* EXERCISE *
From the entries that follow, extract each line holding the string "unconditional".

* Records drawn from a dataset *
★ ★ ★ ★ ★ ★ ★

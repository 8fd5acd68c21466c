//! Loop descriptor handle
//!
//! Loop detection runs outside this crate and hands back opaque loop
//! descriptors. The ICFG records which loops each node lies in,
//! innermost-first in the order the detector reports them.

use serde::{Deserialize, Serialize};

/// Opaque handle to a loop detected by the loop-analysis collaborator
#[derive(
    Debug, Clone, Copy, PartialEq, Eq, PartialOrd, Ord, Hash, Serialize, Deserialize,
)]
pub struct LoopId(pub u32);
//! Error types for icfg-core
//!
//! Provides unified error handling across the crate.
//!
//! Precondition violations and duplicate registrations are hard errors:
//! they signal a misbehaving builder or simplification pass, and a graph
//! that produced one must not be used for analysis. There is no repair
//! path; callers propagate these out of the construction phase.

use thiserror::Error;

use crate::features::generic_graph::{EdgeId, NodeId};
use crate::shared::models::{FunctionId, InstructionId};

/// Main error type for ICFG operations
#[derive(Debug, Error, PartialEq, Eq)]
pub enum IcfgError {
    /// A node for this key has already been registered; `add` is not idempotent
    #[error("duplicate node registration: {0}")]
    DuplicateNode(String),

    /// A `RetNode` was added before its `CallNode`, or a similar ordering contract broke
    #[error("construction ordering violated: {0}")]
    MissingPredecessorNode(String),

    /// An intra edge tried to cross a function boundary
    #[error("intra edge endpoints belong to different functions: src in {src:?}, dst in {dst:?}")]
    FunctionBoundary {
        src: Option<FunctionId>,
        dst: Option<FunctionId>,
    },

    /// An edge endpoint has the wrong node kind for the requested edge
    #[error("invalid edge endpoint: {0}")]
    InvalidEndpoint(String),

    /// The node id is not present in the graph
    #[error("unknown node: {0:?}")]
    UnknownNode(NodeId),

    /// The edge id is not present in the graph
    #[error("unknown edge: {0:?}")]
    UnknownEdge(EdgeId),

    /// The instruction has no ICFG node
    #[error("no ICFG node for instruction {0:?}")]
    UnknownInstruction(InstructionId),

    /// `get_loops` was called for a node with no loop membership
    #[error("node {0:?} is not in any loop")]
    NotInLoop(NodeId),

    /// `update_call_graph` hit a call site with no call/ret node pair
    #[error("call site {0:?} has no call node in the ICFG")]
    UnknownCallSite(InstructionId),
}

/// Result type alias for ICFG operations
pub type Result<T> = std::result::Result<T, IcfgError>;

★ ★ ★ ★ ★ ★ ★

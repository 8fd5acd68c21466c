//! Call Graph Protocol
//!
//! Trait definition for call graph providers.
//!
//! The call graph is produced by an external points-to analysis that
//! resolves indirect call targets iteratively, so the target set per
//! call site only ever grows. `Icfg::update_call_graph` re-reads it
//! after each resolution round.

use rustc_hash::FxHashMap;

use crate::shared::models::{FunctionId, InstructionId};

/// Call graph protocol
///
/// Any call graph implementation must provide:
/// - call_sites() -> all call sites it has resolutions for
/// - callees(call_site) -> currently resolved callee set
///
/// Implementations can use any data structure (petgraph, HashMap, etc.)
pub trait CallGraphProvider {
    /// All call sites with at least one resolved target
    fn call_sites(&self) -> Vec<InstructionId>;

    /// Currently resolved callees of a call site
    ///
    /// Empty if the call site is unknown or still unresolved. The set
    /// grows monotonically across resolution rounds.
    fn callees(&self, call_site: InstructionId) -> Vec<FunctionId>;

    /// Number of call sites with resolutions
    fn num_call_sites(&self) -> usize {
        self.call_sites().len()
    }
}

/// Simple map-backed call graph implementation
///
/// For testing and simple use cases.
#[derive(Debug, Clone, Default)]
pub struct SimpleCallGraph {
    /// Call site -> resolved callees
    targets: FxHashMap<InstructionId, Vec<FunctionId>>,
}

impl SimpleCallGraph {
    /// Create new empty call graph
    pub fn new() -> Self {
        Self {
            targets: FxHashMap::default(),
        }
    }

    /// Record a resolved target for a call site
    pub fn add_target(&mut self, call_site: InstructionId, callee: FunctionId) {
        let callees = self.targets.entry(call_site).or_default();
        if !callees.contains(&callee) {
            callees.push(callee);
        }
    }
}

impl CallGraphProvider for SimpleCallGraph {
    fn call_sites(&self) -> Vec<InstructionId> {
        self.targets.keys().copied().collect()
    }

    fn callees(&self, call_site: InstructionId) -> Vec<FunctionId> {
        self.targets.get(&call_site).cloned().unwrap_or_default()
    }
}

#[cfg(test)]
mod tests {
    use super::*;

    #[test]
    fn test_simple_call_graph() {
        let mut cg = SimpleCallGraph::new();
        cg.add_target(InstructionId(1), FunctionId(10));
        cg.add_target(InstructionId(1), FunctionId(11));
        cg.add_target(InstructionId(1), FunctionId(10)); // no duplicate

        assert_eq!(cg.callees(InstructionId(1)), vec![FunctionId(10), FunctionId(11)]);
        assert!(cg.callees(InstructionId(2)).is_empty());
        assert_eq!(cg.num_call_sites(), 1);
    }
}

★ ★ ★ ★ ★ ★ ★

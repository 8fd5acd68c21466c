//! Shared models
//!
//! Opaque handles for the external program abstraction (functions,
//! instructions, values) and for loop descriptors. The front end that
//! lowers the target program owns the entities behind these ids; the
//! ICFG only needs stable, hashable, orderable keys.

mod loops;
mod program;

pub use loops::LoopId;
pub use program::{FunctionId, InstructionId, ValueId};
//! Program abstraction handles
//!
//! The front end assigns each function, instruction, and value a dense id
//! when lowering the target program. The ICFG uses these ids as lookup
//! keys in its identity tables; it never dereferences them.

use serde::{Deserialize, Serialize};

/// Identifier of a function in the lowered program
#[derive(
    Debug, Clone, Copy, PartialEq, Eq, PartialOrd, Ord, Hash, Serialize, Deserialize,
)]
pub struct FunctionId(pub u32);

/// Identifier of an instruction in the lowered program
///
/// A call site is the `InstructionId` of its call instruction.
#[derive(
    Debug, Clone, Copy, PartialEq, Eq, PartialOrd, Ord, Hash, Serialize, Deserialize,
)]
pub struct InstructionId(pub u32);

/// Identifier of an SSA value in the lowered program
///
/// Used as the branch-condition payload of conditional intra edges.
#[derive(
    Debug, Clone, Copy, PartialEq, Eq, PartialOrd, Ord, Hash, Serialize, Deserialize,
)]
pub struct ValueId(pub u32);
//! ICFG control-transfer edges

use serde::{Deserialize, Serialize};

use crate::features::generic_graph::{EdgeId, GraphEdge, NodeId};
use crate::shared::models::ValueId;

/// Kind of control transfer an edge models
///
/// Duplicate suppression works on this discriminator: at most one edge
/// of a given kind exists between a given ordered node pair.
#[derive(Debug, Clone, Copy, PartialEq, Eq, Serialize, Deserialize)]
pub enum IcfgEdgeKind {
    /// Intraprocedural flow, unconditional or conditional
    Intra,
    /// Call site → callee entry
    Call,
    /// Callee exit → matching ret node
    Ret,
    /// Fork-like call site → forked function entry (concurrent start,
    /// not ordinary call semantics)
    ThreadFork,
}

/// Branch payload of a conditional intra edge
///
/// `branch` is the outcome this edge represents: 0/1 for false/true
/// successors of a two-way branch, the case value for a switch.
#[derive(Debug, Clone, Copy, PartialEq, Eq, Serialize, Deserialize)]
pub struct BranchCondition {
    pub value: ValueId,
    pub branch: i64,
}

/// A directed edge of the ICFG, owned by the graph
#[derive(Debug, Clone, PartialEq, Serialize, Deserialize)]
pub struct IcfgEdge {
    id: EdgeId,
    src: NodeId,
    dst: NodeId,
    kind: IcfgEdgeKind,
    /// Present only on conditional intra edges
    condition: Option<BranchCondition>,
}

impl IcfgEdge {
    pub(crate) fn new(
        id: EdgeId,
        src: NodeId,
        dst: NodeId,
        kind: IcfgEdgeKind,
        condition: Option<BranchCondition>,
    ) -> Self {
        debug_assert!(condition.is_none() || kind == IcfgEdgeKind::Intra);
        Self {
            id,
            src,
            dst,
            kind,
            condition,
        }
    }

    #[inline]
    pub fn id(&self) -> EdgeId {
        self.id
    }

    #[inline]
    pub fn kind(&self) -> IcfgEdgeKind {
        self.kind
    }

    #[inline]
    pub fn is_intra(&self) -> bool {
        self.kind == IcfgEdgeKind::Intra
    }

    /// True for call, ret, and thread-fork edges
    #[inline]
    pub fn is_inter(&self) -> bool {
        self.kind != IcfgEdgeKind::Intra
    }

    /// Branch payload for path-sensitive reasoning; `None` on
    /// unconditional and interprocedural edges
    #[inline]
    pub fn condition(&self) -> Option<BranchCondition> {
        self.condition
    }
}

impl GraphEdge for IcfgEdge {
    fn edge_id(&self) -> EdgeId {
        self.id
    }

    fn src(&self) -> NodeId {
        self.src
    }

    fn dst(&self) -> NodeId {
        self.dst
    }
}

★ ★ ★ ★ ★ ★ ★

* WRITTEN ANSWER *
    /// Intraprocedural flow, unconditional or conditional
    /// unconditional and interprocedural edges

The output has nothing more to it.